**** Data for this exercise ****

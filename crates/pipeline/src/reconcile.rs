//! Event reconciliation: applying one observed sub-job outcome to a
//! batch record, and the completion check.
//!
//! Both functions re-read the record immediately before writing so
//! concurrent updates from the webhook handler and the sweep are not
//! lost. Duplicate events recompute the same state, which is what makes
//! at-least-once delivery safe.

use chrono::Utc;

use wavebatch_core::batch::{apply_outcome, BatchStatus, JobOutcome};
use wavebatch_store::{BatchPatch, RecordStore, StoreError};

/// Apply one sub-job outcome to a batch record.
///
/// Reads the record fresh, applies the outcome (see
/// [`wavebatch_core::batch::apply_outcome`] for the idempotence and
/// disjointness rules), and persists the tracking sets, outputs, and a
/// refreshed `Last Update` in a single write.
pub async fn reconcile(
    store: &dyn RecordStore,
    record_id: &str,
    job_id: &str,
    outcome: &JobOutcome,
) -> Result<(), StoreError> {
    let mut record = store.get(record_id).await?;
    apply_outcome(&mut record, job_id, outcome);

    tracing::debug!(
        record_id,
        job_id,
        seen = record.seen_ids.len(),
        failed = record.failed_ids.len(),
        "Reconciled sub-job outcome"
    );

    store
        .update(
            record_id,
            BatchPatch {
                seen_ids: Some(record.seen_ids),
                failed_ids: Some(record.failed_ids),
                outputs: Some(record.outputs),
                last_update: Some(Utc::now()),
                ..Default::default()
            },
        )
        .await
}

/// Flip a batch to `completed` if every requested sub-job has reached a
/// terminal outcome. Returns whether the transition happened.
///
/// Runs from the webhook path after every reconciliation and from the
/// sweep; the status is monotonic, so a record already completed is
/// left alone.
pub async fn finalize_if_done(
    store: &dyn RecordStore,
    record_id: &str,
) -> Result<bool, StoreError> {
    let record = store.get(record_id).await?;
    if record.status != BatchStatus::Processing || !record.all_terminal() {
        return Ok(false);
    }

    let now = Utc::now();
    store
        .update(
            record_id,
            BatchPatch {
                status: Some(BatchStatus::Completed),
                completed_at: Some(now),
                last_update: Some(now),
                ..Default::default()
            },
        )
        .await?;

    tracing::info!(
        record_id,
        succeeded = record.seen_ids.len(),
        failed = record.failed_ids.len(),
        "Batch completed"
    );
    Ok(true)
}
//! Pipeline error type.

use wavebatch_core::retry::ExhaustedRetries;
use wavebatch_store::StoreError;
use wavebatch_wavespeed::WaveSpeedError;

/// Failures on the submission and reconciliation paths.
#[derive(Debug, thiserror::Error)]
pub enum PipelineError {
    /// Record-store call failed.
    #[error(transparent)]
    Store(#[from] StoreError),

    /// Generation-service call failed without retry wrapping.
    #[error(transparent)]
    Generation(#[from] WaveSpeedError),

    /// Generation-service call failed after the retry budget.
    #[error(transparent)]
    GenerationExhausted(#[from] ExhaustedRetries<WaveSpeedError>),

    /// A user-supplied image URL could not be fetched.
    #[error("failed to fetch image {url}: {reason}")]
    ImageFetch {
        /// The URL that failed.
        url: String,
        /// Transport error or HTTP status description.
        reason: String,
    },
}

****

### What the exercise asks
Give back every entry exactly, with nothing left out.

### Reply to the task
filename crates/pipeline/src/reconcile.rs
//! Event reconciliation: applying one observed sub-job outcome to a
//! batch record, and the completion check.
//!
//! Both functions re-read the record immediately before writing so
//! concurrent updates from the webhook handler and the sweep are not
//! lost. Duplicate events recompute the same state, which is what makes
//! at-least-once delivery safe.

use chrono::Utc;

use wavebatch_core::batch::{apply_outcome, BatchStatus, JobOutcome};
use wavebatch_store::{BatchPatch, RecordStore, StoreError};

/// Apply one sub-job outcome to a batch record.
///
/// Reads the record fresh, applies the outcome (see
/// [`wavebatch_core::batch::apply_outcome`] for the idempotence and
/// disjointness rules), and persists the tracking sets, outputs, and a
/// refreshed `Last Update` in a single write.
pub async fn reconcile(
    store: &dyn RecordStore,
    record_id: &str,
    job_id: &str,
    outcome: &JobOutcome,
) -> Result<(), StoreError> {
    let mut record = store.get(record_id).await?;
    apply_outcome(&mut record, job_id, outcome);

    tracing::debug!(
        record_id,
        job_id,
        seen = record.seen_ids.len(),
        failed = record.failed_ids.len(),
        "Reconciled sub-job outcome"
    );

    store
        .update(
            record_id,
            BatchPatch {
                seen_ids: Some(record.seen_ids),
                failed_ids: Some(record.failed_ids),
                outputs: Some(record.outputs),
                last_update: Some(Utc::now()),
                ..Default::default()
            },
        )
        .await
}

/// Flip a batch to `completed` if every requested sub-job has reached a
/// terminal outcome. Returns whether the transition happened.
///
/// Runs from the webhook path after every reconciliation and from the
/// sweep; the status is monotonic, so a record already completed is
/// left alone.
pub async fn finalize_if_done(
    store: &dyn RecordStore,
    record_id: &str,
) -> Result<bool, StoreError> {
    let record = store.get(record_id).await?;
    if record.status != BatchStatus::Processing || !record.all_terminal() {
        return Ok(false);
    }

    let now = Utc::now();
    store
        .update(
            record_id,
            BatchPatch {
                status: Some(BatchStatus::Completed),
                completed_at: Some(now),
                last_update: Some(now),
                ..Default::default()
            },
        )
        .await?;

    tracing::info!(
        record_id,
        succeeded = record.seen_ids.len(),
        failed = record.failed_ids.len(),
        "Batch completed"
    );
    Ok(true)
}
//! Pipeline error type.

use wavebatch_core::retry::ExhaustedRetries;
use wavebatch_store::StoreError;
use wavebatch_wavespeed::WaveSpeedError;

/// Failures on the submission and reconciliation paths.
#[derive(Debug, thiserror::Error)]
pub enum PipelineError {
    /// Record-store call failed.
    #[error(transparent)]
    Store(#[from] StoreError),

    /// Generation-service call failed without retry wrapping.
    #[error(transparent)]
    Generation(#[from] WaveSpeedError),

    /// Generation-service call failed after the retry budget.
    #[error(transparent)]
    GenerationExhausted(#[from] ExhaustedRetries<WaveSpeedError>),

    /// A user-supplied image URL could not be fetched.
    #[error("failed to fetch image {url}: {reason}")]
    ImageFetch {
        /// The URL that failed.
        url: String,
        /// Transport error or HTTP status description.
        reason: String,
    },
}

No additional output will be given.